Entries taken from a collection
┌──

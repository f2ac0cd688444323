//! HTTP publishing sink.
//!
//! Commits and repository configurations are upserted with `PUT` requests
//! carrying JSON documents. Endpoints are resolved once, at construction,
//! from Kubernetes-style service variables (`<SERVICE>_SERVICE_HOST`,
//! `<SERVICE>_SERVICE_PORT`) or from explicit URLs. With no endpoint resolved
//! every publish is a successful no-op.

use reqwest::Url;
use serde::Serialize;
use tracing::{debug, info, warn};

use crate::config::PublisherConfig;
use crate::errors::PublishError;
use crate::models::{ExtractedCommit, RepositoryConfig};

/// Document layout an endpoint expects.
#[derive(Debug, Clone, Copy, PartialEq, Eq)]
pub enum EndpointKind {
    /// Work-item tracker REST API.
    Tracker,
    /// Search index, documents stored under `index`.
    Search,
}

/// One resolved destination.
#[derive(Debug, Clone)]
pub struct Endpoint {
    kind: EndpointKind,
    base: Url,
    index: String,
}

impl Endpoint {
    pub fn tracker(base: &str) -> Result<Self, PublishError> {
        Ok(Self {
            kind: EndpointKind::Tracker,
            base: parse_base(base)?,
            index: String::new(),
        })
    }

    pub fn search(base: &str, index: &str) -> Result<Self, PublishError> {
        Ok(Self {
            kind: EndpointKind::Search,
            base: parse_base(base)?,
            index: index.to_string(),
        })
    }

    pub fn kind(&self) -> EndpointKind {
        self.kind
    }

    fn commit_url(&self, commit: &ExtractedCommit) -> Result<Url, PublishError> {
        match self.kind {
            EndpointKind::Tracker => self.join(&[
                "api",
                "userspace",
                "git",
                "commits",
                commit.namespace.as_str(),
                "buildConfig",
                commit.build_config_name.as_str(),
                commit.hash.as_str(),
            ]),
            EndpointKind::Search => {
                let id = format!("{}-{}-{}", commit.namespace, commit.build_config_name, commit.hash);
                self.join(&[self.index.as_str(), "commit", id.as_str()])
            }
        }
    }

    fn config_url(&self, config: &RepositoryConfig) -> Result<Url, PublishError> {
        match self.kind {
            EndpointKind::Tracker => self.join(&[
                "api",
                "userspace",
                "kubernetes",
                config.namespace.as_str(),
                "buildconfigs",
                config.name.as_str(),
            ]),
            EndpointKind::Search => {
                let id = format!("{}-{}", config.namespace, config.name);
                self.join(&[self.index.as_str(), "buildconfig", id.as_str()])
            }
        }
    }

    fn join(&self, segments: &[&str]) -> Result<Url, PublishError> {
        let mut url = self.base.clone();
        url.path_segments_mut()
            .map_err(|_| PublishError::InvalidUrl {
                url: self.base.to_string(),
                detail: "URL cannot be a base".into(),
            })?
            .pop_if_empty()
            .extend(segments);
        Ok(url)
    }
}

fn parse_base(base: &str) -> Result<Url, PublishError> {
    Url::parse(base).map_err(|e| PublishError::InvalidUrl {
        url: base.to_string(),
        detail: e.to_string(),
    })
}

/// Base URL of a service from its `<NAME>_SERVICE_HOST` / `<NAME>_SERVICE_PORT`
/// variables, or `None` when the host is not set.
pub fn url_from_env(service: &str) -> Option<String> {
    let host = std::env::var(format!("{service}_SERVICE_HOST")).ok()?;
    let host = host.trim();
    if host.is_empty() {
        return None;
    }
    let url = match std::env::var(format!("{service}_SERVICE_PORT")) {
        Ok(port) if !port.trim().is_empty() => format!("http://{}:{}/", host, port.trim()),
        _ => format!("http://{}/", host),
    };
    Some(url)
}

/// Upserts documents to every resolved endpoint.
#[derive(Debug, Clone)]
pub struct Publisher {
    endpoints: Vec<Endpoint>,
    http: reqwest::Client,
}

impl Publisher {
    pub fn new(endpoints: Vec<Endpoint>) -> Self {
        Self {
            endpoints,
            http: reqwest::Client::new(),
        }
    }

    /// A publisher that never sends anything.
    pub fn disabled() -> Self {
        Self::new(Vec::new())
    }

    /// Resolve endpoints from configuration overrides, then from the
    /// environment. Unparseable URLs are logged and skipped.
    pub fn from_config(config: &PublisherConfig) -> Self {
        let tracker = config
            .tracker_url
            .clone()
            .or_else(|| url_from_env(&config.tracker_service));
        let search = config
            .search_url
            .clone()
            .or_else(|| url_from_env(&config.search_service));

        let mut endpoints = Vec::new();
        match tracker.as_deref().map(Endpoint::tracker) {
            Some(Ok(endpoint)) => {
                info!(service = %config.tracker_service, url = %endpoint.base, "publishing to tracker");
                endpoints.push(endpoint);
            }
            Some(Err(e)) => warn!(service = %config.tracker_service, error = %e, "ignoring tracker endpoint"),
            None => info!(service = %config.tracker_service, "tracker not configured"),
        }
        match search.as_deref().map(|url| Endpoint::search(url, &config.search_index)) {
            Some(Ok(endpoint)) => {
                info!(service = %config.search_service, url = %endpoint.base, "publishing to search index");
                endpoints.push(endpoint);
            }
            Some(Err(e)) => warn!(service = %config.search_service, error = %e, "ignoring search endpoint"),
            None => info!(service = %config.search_service, "search index not configured"),
        }
        Self::new(endpoints)
    }

    pub fn is_enabled(&self) -> bool {
        !self.endpoints.is_empty()
    }

    pub fn endpoints(&self) -> &[Endpoint] {
        &self.endpoints
    }

    /// Publish one extracted commit.
    pub async fn upsert_commit(&self, commit: &ExtractedCommit) -> Result<(), PublishError> {
        debug!(repository = %commit.build_config_name, hash = %commit.hash, "publishing commit");
        for endpoint in &self.endpoints {
            let url = endpoint.commit_url(commit)?;
            self.put_json(url, commit).await?;
        }
        Ok(())
    }

    /// Publish a repository configuration.
    pub async fn upsert_config(&self, config: &RepositoryConfig) -> Result<(), PublishError> {
        debug!(repository = %config.name, "publishing configuration");
        for endpoint in &self.endpoints {
            let url = endpoint.config_url(config)?;
            self.put_json(url, config).await?;
        }
        Ok(())
    }

    async fn put_json<T: Serialize + ?Sized>(&self, url: Url, document: &T) -> Result<(), PublishError> {
        let body = serde_json::to_vec(document)?;
        info!(url = %url, "PUT document");

        let resp = self
            .http
            .put(url.clone())
            .header(reqwest::header::CONTENT_TYPE, "application/json")
            .body(body)
            .send()
            .await?;

        let status = resp.status();
        if !status.is_success() {
            let body = resp.text().await.unwrap_or_default();
            warn!(url = %url, status = %status, "publish endpoint returned error");
            return Err(PublishError::Status {
                url: url.to_string(),
                status: status.as_u16(),
                body,
            });
        }

        debug!(url = %url, status = %status, "document accepted");
        Ok(())
    }
}

#[cfg(test)]
mod tests {
    use super::*;
    use crate::models::Signature;
    use chrono::{FixedOffset, TimeZone};

    fn commit() -> ExtractedCommit {
        let when = FixedOffset::east_opt(0)
            .unwrap()
            .with_ymd_and_hms(2024, 1, 1, 0, 0, 0)
            .unwrap();
        let sig = Signature {
            name: "A".into(),
            email: "a@example.com".into(),
            when,
        };
        ExtractedCommit {
            namespace: "team-a".into(),
            build_config_name: "svc-a".into(),
            hash: "0123abcd".into(),
            message: "msg".into(),
            author: sig.clone(),
            committer: sig,
        }
    }

    #[test]
    fn test_tracker_urls() {
        let endpoint = Endpoint::tracker("http://wit:8080/").unwrap();
        assert_eq!(
            endpoint.commit_url(&commit()).unwrap().as_str(),
            "http://wit:8080/api/userspace/git/commits/team-a/buildConfig/svc-a/0123abcd"
        );
        let config = RepositoryConfig::new("svc-a", "team-a", "u", None);
        assert_eq!(
            endpoint.config_url(&config).unwrap().as_str(),
            "http://wit:8080/api/userspace/kubernetes/team-a/buildconfigs/svc-a"
        );
    }

    #[test]
    fn test_search_urls_keep_base_path() {
        let endpoint = Endpoint::search("http://es:9200/prefix", "commits").unwrap();
        assert_eq!(
            endpoint.commit_url(&commit()).unwrap().as_str(),
            "http://es:9200/prefix/commits/commit/team-a-svc-a-0123abcd"
        );
        let config = RepositoryConfig::new("svc-a", "team-a", "u", None);
        assert_eq!(
            endpoint.config_url(&config).unwrap().as_str(),
            "http://es:9200/prefix/commits/buildconfig/team-a-svc-a"
        );
    }

    #[test]
    fn test_invalid_base_url() {
        assert!(matches!(
            Endpoint::tracker("not a url"),
            Err(PublishError::InvalidUrl { .. })
        ));
    }

    #[test]
    fn test_url_from_env() {
        std::env::set_var("GCTEST_A_SERVICE_HOST", "10.0.0.1");
        std::env::set_var("GCTEST_A_SERVICE_PORT", "8080");
        std::env::set_var("GCTEST_B_SERVICE_HOST", "wit.svc");
        std::env::remove_var("GCTEST_B_SERVICE_PORT");
        std::env::remove_var("GCTEST_C_SERVICE_HOST");

        assert_eq!(url_from_env("GCTEST_A").as_deref(), Some("http://10.0.0.1:8080/"));
        assert_eq!(url_from_env("GCTEST_B").as_deref(), Some("http://wit.svc/"));
        assert_eq!(url_from_env("GCTEST_C"), None);

        std::env::remove_var("GCTEST_A_SERVICE_HOST");
        std::env::remove_var("GCTEST_A_SERVICE_PORT");
        std::env::remove_var("GCTEST_B_SERVICE_HOST");
    }

    #[test]
    fn test_from_config_prefers_explicit_urls() {
        let config = PublisherConfig {
            tracker_service: "GCTEST_UNSET_TRACKER".into(),
            search_service: "GCTEST_UNSET_SEARCH".into(),
            tracker_url: Some("http://tracker.local/".into()),
            ..PublisherConfig::default()
        };
        let publisher = Publisher::from_config(&config);
        assert!(publisher.is_enabled());
        assert_eq!(publisher.endpoints().len(), 1);
        assert_eq!(publisher.endpoints()[0].kind(), EndpointKind::Tracker);
    }

    #[tokio::test]
    async fn test_disabled_publisher_is_a_noop() {
        let publisher = Publisher::disabled();
        assert!(!publisher.is_enabled());
        publisher.upsert_commit(&commit()).await.unwrap();
        publisher
            .upsert_config(&RepositoryConfig::new("a", "b", "c", None))
            .await
            .unwrap();
    }

    #[tokio::test]
    async fn test_unreachable_endpoint_is_an_error() {
        // Port 9 (discard) on localhost is not expected to accept HTTP.
        let publisher = Publisher::new(vec![Endpoint::tracker("http://127.0.0.1:9/").unwrap()]);
        let result = publisher.upsert_commit(&commit()).await;
        assert!(matches!(result, Err(PublishError::Http(_))));
    }
}
//! Local mirror maintenance via `git2`.
//!
//! One working copy per repository. The presence of `<local_path>/.git` is
//! the only signal separating "needs clone" from "needs update".

use std::fs;
use std::path::Path;

use git2::{build::CheckoutBuilder, Cred, FetchOptions, RemoteCallbacks, Repository};
use tracing::{debug, info, instrument, warn};

use crate::errors::{ExtractError, SyncError};
use crate::models::GitSource;

/// What a successful [`RepositoryMirror::sync`] did.
#[derive(Debug, Clone, PartialEq, Eq)]
pub enum SyncOutcome {
    /// A fresh clone was made. `head` is `None` for an empty remote.
    Cloned { head: Option<String> },
    /// An existing mirror was brought up to date with its remote branch.
    Updated { head: Option<String> },
}

/// Keeps local working copies in step with their remotes.
///
/// Owns no scheduling state and only ever touches the directory it is given.
#[derive(Debug, Clone, Default)]
pub struct RepositoryMirror {
    token: Option<String>,
}

impl RepositoryMirror {
    pub fn new(token: Option<String>) -> Self {
        Self { token }
    }

    /// Whether a mirror already exists at `local_path`.
    pub fn exists(local_path: &Path) -> bool {
        local_path.join(".git").is_dir()
    }

    /// Clone `source` into `local_path` if no mirror exists there, otherwise
    /// update the existing mirror.
    #[instrument(skip(self, source), fields(uri = %source.uri, reference = %source.reference))]
    pub fn sync(&self, source: &GitSource, local_path: &Path) -> Result<SyncOutcome, SyncError> {
        if Self::exists(local_path) {
            let head = self.update(source, local_path)?;
            Ok(SyncOutcome::Updated { head })
        } else {
            let head = self.clone_fresh(source, local_path)?;
            Ok(SyncOutcome::Cloned { head })
        }
    }

    /// Open an existing mirror for history walking.
    pub fn open(local_path: &Path) -> Result<Repository, ExtractError> {
        Repository::open(local_path).map_err(|source| ExtractError::Open {
            path: local_path.to_path_buf(),
            source,
        })
    }

    /// Delete the mirror at `local_path`. Missing directories are not an error.
    pub fn remove(local_path: &Path) {
        if !local_path.exists() {
            return;
        }
        match fs::remove_dir_all(local_path) {
            Ok(()) => info!(path = %local_path.display(), "removed mirror"),
            Err(e) => warn!(path = %local_path.display(), error = %e, "failed to remove mirror"),
        }
    }

    fn clone_fresh(&self, source: &GitSource, local_path: &Path) -> Result<Option<String>, SyncError> {
        info!(path = %local_path.display(), "cloning repository");
        let clone_failed = |reason: String| SyncError::CloneFailed {
            uri: source.uri.clone(),
            reference: source.reference.clone(),
            reason,
        };

        // Leftovers from an interrupted clone would make the clone fail.
        if local_path.exists() {
            fs::remove_dir_all(local_path).map_err(|e| clone_failed(e.to_string()))?;
        }
        if let Some(parent) = local_path.parent() {
            fs::create_dir_all(parent).map_err(|e| clone_failed(e.to_string()))?;
        }

        let mut builder = git2::build::RepoBuilder::new();
        builder.fetch_options(self.fetch_options());
        builder.branch(&source.reference);

        let result = builder
            .clone(&source.uri, local_path)
            .and_then(|repo| head_sha(&repo));
        match result {
            Ok(head) => {
                info!(head = head.as_deref().unwrap_or("<empty>"), "clone completed");
                Ok(head)
            }
            Err(e) => {
                Self::remove(local_path);
                Err(clone_failed(e.message().to_string()))
            }
        }
    }

    fn update(&self, source: &GitSource, local_path: &Path) -> Result<Option<String>, SyncError> {
        info!(path = %local_path.display(), "updating mirror");
        self.fetch_and_reset(source, local_path)
            .map_err(|e| SyncError::PullFailed {
                uri: source.uri.clone(),
                reference: source.reference.clone(),
                reason: e.message().to_string(),
            })
    }

    /// Fetch the tracked branch and move the local branch onto it.
    ///
    /// The local branch is force-moved, so a remote rewind is mirrored too.
    fn fetch_and_reset(
        &self,
        source: &GitSource,
        local_path: &Path,
    ) -> Result<Option<String>, git2::Error> {
        let repo = Repository::open(local_path)?;
        let branch = &source.reference;
        let remote_ref = format!("refs/remotes/origin/{}", branch);
        let refspec = format!("+refs/heads/{}:{}", branch, remote_ref);

        let mut remote = repo.remote_anonymous(&source.uri)?;
        let mut fetch_opts = self.fetch_options();
        remote.fetch(&[refspec.as_str()], Some(&mut fetch_opts), None)?;
        debug!(refspec = %refspec, "fetch completed");

        let fetched = match repo.find_reference(&remote_ref) {
            Ok(reference) => reference.peel_to_commit()?,
            // The remote branch is still unborn.
            Err(e) if e.code() == git2::ErrorCode::NotFound => return Ok(None),
            Err(e) => return Err(e),
        };

        let local_ref = format!("refs/heads/{}", branch);
        repo.reference(&local_ref, fetched.id(), true, "gitcollector: sync with remote")?;
        repo.set_head(&local_ref)?;
        repo.checkout_head(Some(CheckoutBuilder::new().force()))?;

        info!(head = %fetched.id(), "mirror updated");
        Ok(Some(fetched.id().to_string()))
    }

    fn fetch_options(&self) -> FetchOptions<'static> {
        let mut callbacks = RemoteCallbacks::new();
        if let Some(tok) = &self.token {
            let tok = tok.clone();
            callbacks.credentials(move |_url, _username, _allowed| {
                Cred::userpass_plaintext("x-access-token", &tok)
            });
        }
        let mut fetch_opts = FetchOptions::new();
        fetch_opts.remote_callbacks(callbacks);
        fetch_opts
    }
}

/// SHA of HEAD, or `None` when HEAD is unborn.
fn head_sha(repo: &Repository) -> Result<Option<String>, git2::Error> {
    match repo.head() {
        Ok(head) => Ok(Some(head.peel_to_commit()?.id().to_string())),
        Err(e) if e.code() == git2::ErrorCode::UnbornBranch || e.code() == git2::ErrorCode::NotFound => {
            Ok(None)
        }
        Err(e) => Err(e),
    }
}

#[cfg(test)]
mod tests {
    use super::*;
    use crate::git::testing::{commit_file, init_origin};

    fn source_for(origin: &Path) -> GitSource {
        GitSource {
            uri: origin.display().to_string(),
            reference: "main".into(),
        }
    }

    #[test]
    fn test_clone_then_update() {
        let dir = tempfile::tempdir().unwrap();
        let origin_path = dir.path().join("origin");
        let origin = init_origin(&origin_path);
        let first = commit_file(&origin, "a.txt", "one", "first");

        let mirror = RepositoryMirror::default();
        let local = dir.path().join("work/ns/svc-a");
        let source = source_for(&origin_path);

        let outcome = mirror.sync(&source, &local).unwrap();
        assert_eq!(outcome, SyncOutcome::Cloned { head: Some(first.to_string()) });
        assert!(RepositoryMirror::exists(&local));

        let second = commit_file(&origin, "a.txt", "two", "second");
        let outcome = mirror.sync(&source, &local).unwrap();
        assert_eq!(outcome, SyncOutcome::Updated { head: Some(second.to_string()) });

        let repo = RepositoryMirror::open(&local).unwrap();
        assert_eq!(repo.head().unwrap().peel_to_commit().unwrap().id(), second);
        assert_eq!(std::fs::read_to_string(local.join("a.txt")).unwrap(), "two");
    }

    #[test]
    fn test_update_follows_remote_rewind() {
        let dir = tempfile::tempdir().unwrap();
        let origin_path = dir.path().join("origin");
        let origin = init_origin(&origin_path);
        let first = commit_file(&origin, "a.txt", "one", "first");
        commit_file(&origin, "a.txt", "two", "second");

        let mirror = RepositoryMirror::default();
        let local = dir.path().join("mirror");
        let source = source_for(&origin_path);
        mirror.sync(&source, &local).unwrap();

        origin
            .reference("refs/heads/main", first, true, "rewind")
            .unwrap();
        let outcome = mirror.sync(&source, &local).unwrap();
        assert_eq!(outcome, SyncOutcome::Updated { head: Some(first.to_string()) });
    }

    #[test]
    fn test_failed_clone_leaves_no_git_dir() {
        let dir = tempfile::tempdir().unwrap();
        let local = dir.path().join("ns/missing");
        let source = GitSource {
            uri: dir.path().join("does-not-exist").display().to_string(),
            reference: "main".into(),
        };

        let result = RepositoryMirror::default().sync(&source, &local);
        assert!(matches!(result, Err(SyncError::CloneFailed { .. })));
        assert!(!RepositoryMirror::exists(&local));
        assert!(!local.exists());
    }

    #[test]
    fn test_clone_of_unknown_branch_fails_cleanly() {
        let dir = tempfile::tempdir().unwrap();
        let origin_path = dir.path().join("origin");
        let origin = init_origin(&origin_path);
        commit_file(&origin, "a.txt", "one", "first");

        let local = dir.path().join("mirror");
        let source = GitSource {
            uri: origin_path.display().to_string(),
            reference: "no-such-branch".into(),
        };
        let result = RepositoryMirror::default().sync(&source, &local);
        assert!(matches!(result, Err(SyncError::CloneFailed { .. })));
        assert!(!local.exists());
    }

    #[test]
    fn test_update_failure_is_pull_failed() {
        let dir = tempfile::tempdir().unwrap();
        let origin_path = dir.path().join("origin");
        let origin = init_origin(&origin_path);
        commit_file(&origin, "a.txt", "one", "first");

        let mirror = RepositoryMirror::default();
        let local = dir.path().join("mirror");
        mirror.sync(&source_for(&origin_path), &local).unwrap();

        std::fs::remove_dir_all(&origin_path).unwrap();
        let result = mirror.sync(&source_for(&origin_path), &local);
        assert!(matches!(result, Err(SyncError::PullFailed { .. })));
        // The mirror survives for the next attempt.
        assert!(RepositoryMirror::exists(&local));
    }

    #[test]
    fn test_remove_is_idempotent() {
        let dir = tempfile::tempdir().unwrap();
        let local = dir.path().join("ns/name");
        std::fs::create_dir_all(local.join(".git")).unwrap();
        RepositoryMirror::remove(&local);
        assert!(!local.exists());
        RepositoryMirror::remove(&local);
    }
}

└──

= What is required =
Filter the records down to the lines containing the word "SyncOutcome", and copy those.

= Solution to this task =
pub enum SyncOutcome {
    pub fn sync(&self, source: &GitSource, local_path: &Path) -> Result<SyncOutcome, SyncError> {
            Ok(SyncOutcome::Updated { head })
            Ok(SyncOutcome::Cloned { head })
        assert_eq!(outcome, SyncOutcome::Cloned { head: Some(first.to_string()) });
        assert_eq!(outcome, SyncOutcome::Updated { head: Some(second.to_string()) });
        assert_eq!(outcome, SyncOutcome::Updated { head: Some(first.to_string()) });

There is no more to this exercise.